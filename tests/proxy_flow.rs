//! End-to-end invocation tests against loopback backends.

use axum::routing::{any, post};
use axum::{Json, Router};
use base64::engine::general_purpose::STANDARD;
use base64::Engine;
use serde_json::{json, Value};
use std::sync::atomic::Ordering;
use std::sync::Arc;
use std::time::{Duration, Instant};
use tokio::net::TcpListener;

use lt_lambda_adapter::adapter::AdapterError;
use lt_lambda_adapter::assets::AssetProvisioner;
use lt_lambda_adapter::backend::LoopbackServer;
use lt_lambda_adapter::config::AssetConfig;
use lt_lambda_adapter::http::InvocationEvent;
use lt_lambda_adapter::supervisor::{Preparation, ServerState, StartupError, SupervisorTimeouts};

mod common;

fn event(value: Value) -> InvocationEvent {
    serde_json::from_value(value).unwrap()
}

fn translate_event() -> InvocationEvent {
    event(json!({
        "rawPath": "/translate",
        "rawQueryString": "",
        "requestContext": {"http": {"method": "POST"}},
        "body": "{\"q\":\"hi\"}",
        "isBase64Encoded": false
    }))
}

fn translate_app() -> Router {
    Router::new().route(
        "/translate",
        post(|body: String| async move {
            // No content-type on the event, so parse by hand.
            let body: Value = serde_json::from_str(&body).unwrap();
            assert_eq!(body["q"], "hi");
            Json(json!({"translatedText": "bonjour"}))
        }),
    )
}

#[tokio::test]
async fn test_translate_through_supervised_backend() {
    let server = LoopbackServer::new("127.0.0.1", common::free_port().await);
    let launcher = common::InProcessLauncher::new(translate_app(), Duration::from_millis(100));
    let adapter = common::loopback_adapter(server, launcher, common::fast_timeouts(), None);

    let response = adapter.handle(&translate_event()).await.unwrap();

    assert_eq!(response.status_code, 200);
    assert_eq!(response.body, r#"{"translatedText":"bonjour"}"#);
    assert!(!response.is_base64_encoded);
    assert_eq!(response.headers["content-type"], "application/json");
    assert_eq!(adapter.supervisor().unwrap().state(), ServerState::Ready);
    adapter.shutdown();
}

#[tokio::test]
async fn test_concurrent_invocations_share_one_launch() {
    let server = LoopbackServer::new("127.0.0.1", common::free_port().await);
    let launcher = common::InProcessLauncher::new(translate_app(), Duration::from_millis(300));
    let launches = launcher.launches.clone();
    let adapter = Arc::new(common::loopback_adapter(
        server,
        launcher,
        common::fast_timeouts(),
        None,
    ));

    let mut handles = Vec::new();
    for _ in 0..16 {
        let adapter = adapter.clone();
        handles.push(tokio::spawn(async move { adapter.handle(&translate_event()).await }));
    }

    for handle in handles {
        let response = handle.await.unwrap().unwrap();
        assert_eq!(response.status_code, 200);
        assert_eq!(response.body, r#"{"translatedText":"bonjour"}"#);
    }
    assert_eq!(launches.load(Ordering::SeqCst), 1);
    assert_eq!(adapter.supervisor().unwrap().launch_count(), 1);
    adapter.shutdown();
}

#[tokio::test]
async fn test_backend_that_never_listens_fails_terminally() {
    let server = LoopbackServer::new("127.0.0.1", common::free_port().await);
    let launcher = common::SilentLauncher::new();
    let launches = launcher.launches.clone();
    let timeouts = SupervisorTimeouts {
        probe_interval: Duration::from_millis(20),
        launch: Duration::from_millis(300),
        ready_wait: Duration::from_secs(5),
    };
    let adapter = common::loopback_adapter(server, launcher, timeouts, None);

    let first = adapter.handle(&translate_event()).await.unwrap_err();
    let cause = match &first {
        AdapterError::Startup(cause @ StartupError::NotReady { .. }) => cause.clone(),
        other => panic!("unexpected error {:?}", other),
    };
    assert_eq!(first.error_type(), "StartupError");

    let started = Instant::now();
    let second = adapter.handle(&translate_event()).await.unwrap_err();
    assert!(started.elapsed() < Duration::from_millis(100));
    match second {
        AdapterError::Startup(again) => assert_eq!(again, cause),
        other => panic!("unexpected error {:?}", other),
    }
    assert_eq!(launches.load(Ordering::SeqCst), 1);
}

#[tokio::test]
async fn test_concurrent_invocations_share_one_failure() {
    let server = LoopbackServer::new("127.0.0.1", common::free_port().await);
    let launcher = common::SilentLauncher::new();
    let launches = launcher.launches.clone();
    let timeouts = SupervisorTimeouts {
        probe_interval: Duration::from_millis(20),
        launch: Duration::from_millis(300),
        ready_wait: Duration::from_secs(5),
    };
    let adapter = Arc::new(common::loopback_adapter(server, launcher, timeouts, None));

    let mut handles = Vec::new();
    for _ in 0..8 {
        let adapter = adapter.clone();
        handles.push(tokio::spawn(async move { adapter.handle(&translate_event()).await }));
    }

    let mut causes = Vec::new();
    for handle in handles {
        match handle.await.unwrap() {
            Err(AdapterError::Startup(cause)) => causes.push(cause),
            other => panic!("unexpected result {:?}", other),
        }
    }
    assert!(matches!(causes[0], StartupError::NotReady { .. }));
    assert!(causes[0].to_string().ends_with("within 300ms"));
    assert!(causes.iter().all(|cause| *cause == causes[0]));
    assert_eq!(launches.load(Ordering::SeqCst), 1);
}

#[tokio::test]
async fn test_both_event_shapes_reach_backend_identically() {
    let echo = Router::new().route(
        "/{*path}",
        any(|request: axum::extract::Request| async move {
            let (parts, body) = request.into_parts();
            let body = axum::body::to_bytes(body, usize::MAX).await.unwrap();
            let mut headers: Vec<(String, String)> = parts
                .headers
                .iter()
                .filter(|(name, _)| name.as_str().starts_with("x-"))
                .map(|(name, value)| (name.to_string(), value.to_str().unwrap().to_string()))
                .collect();
            headers.sort();
            Json(json!({
                "method": parts.method.as_str(),
                "uri": parts.uri.to_string(),
                "headers": headers,
                "body": String::from_utf8_lossy(&body),
            }))
        }),
    );
    let server = LoopbackServer::new("127.0.0.1", common::free_port().await);
    let launcher = common::InProcessLauncher::new(echo, Duration::ZERO);
    let adapter = common::loopback_adapter(server, launcher, common::fast_timeouts(), None);

    let shape_a = event(json!({
        "version": "2.0",
        "rawPath": "/translate",
        "rawQueryString": "source=en&target=fr",
        "headers": {"x-api-key": "k1", "host": "example.com"},
        "requestContext": {"http": {"method": "POST"}},
        "body": "hello world",
        "isBase64Encoded": false
    }));
    let shape_b = event(json!({
        "path": "/translate",
        "httpMethod": "POST",
        "queryStringParameters": {"target": "fr", "source": "en"},
        "headers": {"x-api-key": "k1", "host": "example.com"},
        "body": STANDARD.encode("hello world"),
        "isBase64Encoded": true
    }));

    let a = adapter.handle(&shape_a).await.unwrap();
    let b = adapter.handle(&shape_b).await.unwrap();
    assert_eq!(a.status_code, b.status_code);
    assert_eq!(a.body, b.body);

    let echoed: Value = serde_json::from_str(&a.body).unwrap();
    assert_eq!(echoed["method"], "POST");
    assert_eq!(echoed["uri"], "/translate?source=en&target=fr");
    assert_eq!(echoed["body"], "hello world");
    assert_eq!(echoed["headers"], json!([["x-api-key", "k1"]]));
    adapter.shutdown();
}

#[tokio::test]
async fn test_binary_body_round_trips_as_base64() {
    let payload: Vec<u8> = vec![0x89, b'P', b'N', b'G', 0x00, 0xff, 0xfe, 0x10];
    let listener = TcpListener::bind("127.0.0.1:0").await.unwrap();
    let port = listener.local_addr().unwrap().port();
    let served = payload.clone();
    common::start_programmable_backend(listener, move || {
        let body = served.clone();
        async move { (200, vec![("Content-Type".to_string(), "image/png".to_string())], body) }
    })
    .await;

    // The backend is already up; the launcher only satisfies the gate.
    let adapter = common::loopback_adapter(
        LoopbackServer::new("127.0.0.1", port),
        common::SilentLauncher::new(),
        common::fast_timeouts(),
        None,
    );

    let response = adapter
        .handle(&event(json!({"rawPath": "/frontend/logo.png"})))
        .await
        .unwrap();
    assert_eq!(response.status_code, 200);
    assert!(response.is_base64_encoded);
    assert_eq!(STANDARD.decode(&response.body).unwrap(), payload);
    assert_eq!(response.headers["content-type"], "image/png");
}

#[tokio::test]
async fn test_non_2xx_passes_through() {
    let listener = TcpListener::bind("127.0.0.1:0").await.unwrap();
    let port = listener.local_addr().unwrap().port();
    common::start_programmable_backend(listener, || async {
        (404, Vec::new(), br#"{"error":"not found"}"#.to_vec())
    })
    .await;
    let adapter = common::loopback_adapter(
        LoopbackServer::new("127.0.0.1", port),
        common::SilentLauncher::new(),
        common::fast_timeouts(),
        None,
    );

    let response = adapter.handle(&event(json!({"rawPath": "/missing"}))).await.unwrap();
    assert_eq!(response.status_code, 404);
    assert_eq!(response.body, r#"{"error":"not found"}"#);
}

#[tokio::test]
async fn test_dropped_connection_becomes_502() {
    let listener = TcpListener::bind("127.0.0.1:0").await.unwrap();
    let port = listener.local_addr().unwrap().port();
    common::start_hangup_backend(listener).await;
    let adapter = common::loopback_adapter(
        LoopbackServer::new("127.0.0.1", port),
        common::SilentLauncher::new(),
        common::fast_timeouts(),
        None,
    );

    let response = adapter.handle(&translate_event()).await.unwrap();
    assert_eq!(response.status_code, 502);
    assert!(response.body.starts_with("Upstream proxy error:"));
    assert!(!response.is_base64_encoded);
}

#[tokio::test]
async fn test_missing_assets_do_not_block_startup() {
    let root = tempfile::tempdir().unwrap();
    let assets = AssetConfig {
        mount_path: root.path().join("mnt/models"),
        local_dir: root.path().join("tmp/models"),
        ..AssetConfig::default()
    };
    std::fs::create_dir_all(&assets.mount_path).unwrap();
    let provisioner = Arc::new(AssetProvisioner::new(assets.clone(), None));
    assert!(!provisioner.ensure_assets(&assets.mount_path).await);

    let server = LoopbackServer::new("127.0.0.1", common::free_port().await);
    let launcher = common::InProcessLauncher::new(translate_app(), Duration::ZERO);
    let launches = launcher.launches.clone();
    let adapter = common::loopback_adapter(
        server,
        launcher,
        common::fast_timeouts(),
        Some(provisioner as Arc<dyn Preparation>),
    );

    let response = adapter.handle(&translate_event()).await.unwrap();
    assert_eq!(response.status_code, 200);
    assert_eq!(launches.load(Ordering::SeqCst), 1);
    adapter.shutdown();
}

• _EXERCISE OBJECTIVE_
Supply only the count of lines above holding "iter".

• _OUTPUT OF THE TASK_
2